If a line of the data below contains the string "InstanceLock", copy it into your answer.

Saved data entries
▬▬▬▬▬▬▬▬▬▬
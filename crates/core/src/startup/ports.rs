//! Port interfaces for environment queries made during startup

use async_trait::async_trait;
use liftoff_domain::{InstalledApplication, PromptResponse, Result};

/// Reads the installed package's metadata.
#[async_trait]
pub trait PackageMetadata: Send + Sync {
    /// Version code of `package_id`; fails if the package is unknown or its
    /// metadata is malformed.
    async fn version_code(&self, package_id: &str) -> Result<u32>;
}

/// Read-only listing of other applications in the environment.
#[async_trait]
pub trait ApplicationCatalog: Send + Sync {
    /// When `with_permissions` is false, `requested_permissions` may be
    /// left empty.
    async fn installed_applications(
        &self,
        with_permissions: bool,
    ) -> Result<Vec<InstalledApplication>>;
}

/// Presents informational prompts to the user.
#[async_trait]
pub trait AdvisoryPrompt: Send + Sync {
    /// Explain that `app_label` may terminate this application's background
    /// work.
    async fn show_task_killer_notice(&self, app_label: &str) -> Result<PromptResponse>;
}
▬▬▬▬▬▬▬▬▬▬
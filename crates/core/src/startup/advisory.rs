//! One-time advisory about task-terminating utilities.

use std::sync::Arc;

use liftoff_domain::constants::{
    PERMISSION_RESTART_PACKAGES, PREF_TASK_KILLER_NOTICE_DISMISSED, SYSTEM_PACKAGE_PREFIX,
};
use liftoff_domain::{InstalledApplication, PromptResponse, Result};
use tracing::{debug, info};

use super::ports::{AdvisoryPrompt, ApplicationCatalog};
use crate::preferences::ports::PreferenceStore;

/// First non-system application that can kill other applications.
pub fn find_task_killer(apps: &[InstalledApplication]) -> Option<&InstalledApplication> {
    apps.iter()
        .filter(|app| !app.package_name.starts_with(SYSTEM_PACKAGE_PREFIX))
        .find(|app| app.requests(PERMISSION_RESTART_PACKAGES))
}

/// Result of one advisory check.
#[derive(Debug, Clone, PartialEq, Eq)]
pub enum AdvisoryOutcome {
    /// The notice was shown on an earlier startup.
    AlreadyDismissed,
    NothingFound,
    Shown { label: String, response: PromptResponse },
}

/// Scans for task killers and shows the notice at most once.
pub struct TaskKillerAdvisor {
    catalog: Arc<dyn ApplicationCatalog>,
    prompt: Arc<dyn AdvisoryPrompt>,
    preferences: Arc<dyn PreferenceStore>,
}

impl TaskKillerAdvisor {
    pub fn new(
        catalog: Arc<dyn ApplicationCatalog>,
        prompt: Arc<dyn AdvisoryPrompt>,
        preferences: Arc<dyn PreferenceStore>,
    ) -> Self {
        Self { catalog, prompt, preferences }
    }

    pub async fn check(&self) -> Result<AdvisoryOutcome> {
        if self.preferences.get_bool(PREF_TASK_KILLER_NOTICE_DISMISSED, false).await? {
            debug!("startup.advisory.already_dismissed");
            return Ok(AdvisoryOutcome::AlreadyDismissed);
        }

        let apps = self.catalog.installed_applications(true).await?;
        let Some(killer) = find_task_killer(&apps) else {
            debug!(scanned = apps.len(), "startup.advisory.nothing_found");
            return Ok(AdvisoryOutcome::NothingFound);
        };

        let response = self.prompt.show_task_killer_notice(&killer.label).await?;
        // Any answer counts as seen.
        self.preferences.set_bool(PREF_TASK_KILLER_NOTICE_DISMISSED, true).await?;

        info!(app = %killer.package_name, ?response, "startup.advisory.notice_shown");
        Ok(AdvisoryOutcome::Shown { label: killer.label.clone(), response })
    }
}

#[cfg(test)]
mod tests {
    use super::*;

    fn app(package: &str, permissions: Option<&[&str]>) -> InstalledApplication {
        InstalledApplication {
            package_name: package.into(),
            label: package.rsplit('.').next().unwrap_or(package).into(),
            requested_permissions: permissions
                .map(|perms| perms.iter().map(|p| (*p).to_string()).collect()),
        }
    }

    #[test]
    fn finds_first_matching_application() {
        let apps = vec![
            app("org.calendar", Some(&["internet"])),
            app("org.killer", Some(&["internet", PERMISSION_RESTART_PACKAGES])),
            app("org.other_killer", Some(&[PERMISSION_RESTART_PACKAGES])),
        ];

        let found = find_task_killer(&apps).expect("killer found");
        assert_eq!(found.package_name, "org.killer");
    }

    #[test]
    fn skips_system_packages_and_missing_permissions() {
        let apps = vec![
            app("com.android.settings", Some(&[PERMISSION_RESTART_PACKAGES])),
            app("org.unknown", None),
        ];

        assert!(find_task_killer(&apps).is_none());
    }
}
▬▬▬▬▬▬▬▬▬▬
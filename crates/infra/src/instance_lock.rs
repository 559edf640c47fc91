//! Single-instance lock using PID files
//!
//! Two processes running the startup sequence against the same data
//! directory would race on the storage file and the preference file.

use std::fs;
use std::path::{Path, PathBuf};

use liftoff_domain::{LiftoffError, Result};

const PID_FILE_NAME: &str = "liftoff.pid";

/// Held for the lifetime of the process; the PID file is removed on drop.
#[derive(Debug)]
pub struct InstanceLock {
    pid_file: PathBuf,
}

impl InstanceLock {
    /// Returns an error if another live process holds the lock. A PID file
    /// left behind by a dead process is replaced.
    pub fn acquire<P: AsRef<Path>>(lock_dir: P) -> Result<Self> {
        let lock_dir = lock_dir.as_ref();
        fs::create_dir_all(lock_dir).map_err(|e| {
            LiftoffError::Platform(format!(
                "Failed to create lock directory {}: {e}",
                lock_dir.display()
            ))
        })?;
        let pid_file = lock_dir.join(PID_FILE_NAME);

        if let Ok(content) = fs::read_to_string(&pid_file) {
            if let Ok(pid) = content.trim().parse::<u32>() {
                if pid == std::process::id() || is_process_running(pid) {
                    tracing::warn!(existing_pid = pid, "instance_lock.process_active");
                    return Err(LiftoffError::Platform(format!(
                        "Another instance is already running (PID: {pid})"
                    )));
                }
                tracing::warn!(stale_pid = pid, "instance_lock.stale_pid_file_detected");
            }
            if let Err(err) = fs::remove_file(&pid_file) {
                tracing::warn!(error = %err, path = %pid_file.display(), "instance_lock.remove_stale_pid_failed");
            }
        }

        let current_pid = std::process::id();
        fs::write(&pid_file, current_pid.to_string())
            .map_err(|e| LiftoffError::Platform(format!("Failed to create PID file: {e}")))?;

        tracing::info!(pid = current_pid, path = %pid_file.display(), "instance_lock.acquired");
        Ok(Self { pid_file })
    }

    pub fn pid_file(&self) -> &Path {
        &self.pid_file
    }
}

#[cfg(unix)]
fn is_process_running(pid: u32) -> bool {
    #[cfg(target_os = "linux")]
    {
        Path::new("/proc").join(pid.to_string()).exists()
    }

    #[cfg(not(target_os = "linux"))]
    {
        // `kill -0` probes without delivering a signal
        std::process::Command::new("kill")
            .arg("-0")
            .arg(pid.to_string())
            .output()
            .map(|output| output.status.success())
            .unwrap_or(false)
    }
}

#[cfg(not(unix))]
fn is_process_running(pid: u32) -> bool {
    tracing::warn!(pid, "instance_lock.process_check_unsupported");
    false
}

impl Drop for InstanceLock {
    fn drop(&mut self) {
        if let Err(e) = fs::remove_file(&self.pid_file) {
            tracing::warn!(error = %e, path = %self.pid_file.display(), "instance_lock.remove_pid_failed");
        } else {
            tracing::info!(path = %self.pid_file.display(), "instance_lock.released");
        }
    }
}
▬▬▬▬▬▬▬▬▬▬
- Solution to the problem
pub struct InstanceLock {
impl InstanceLock {
impl Drop for InstanceLock {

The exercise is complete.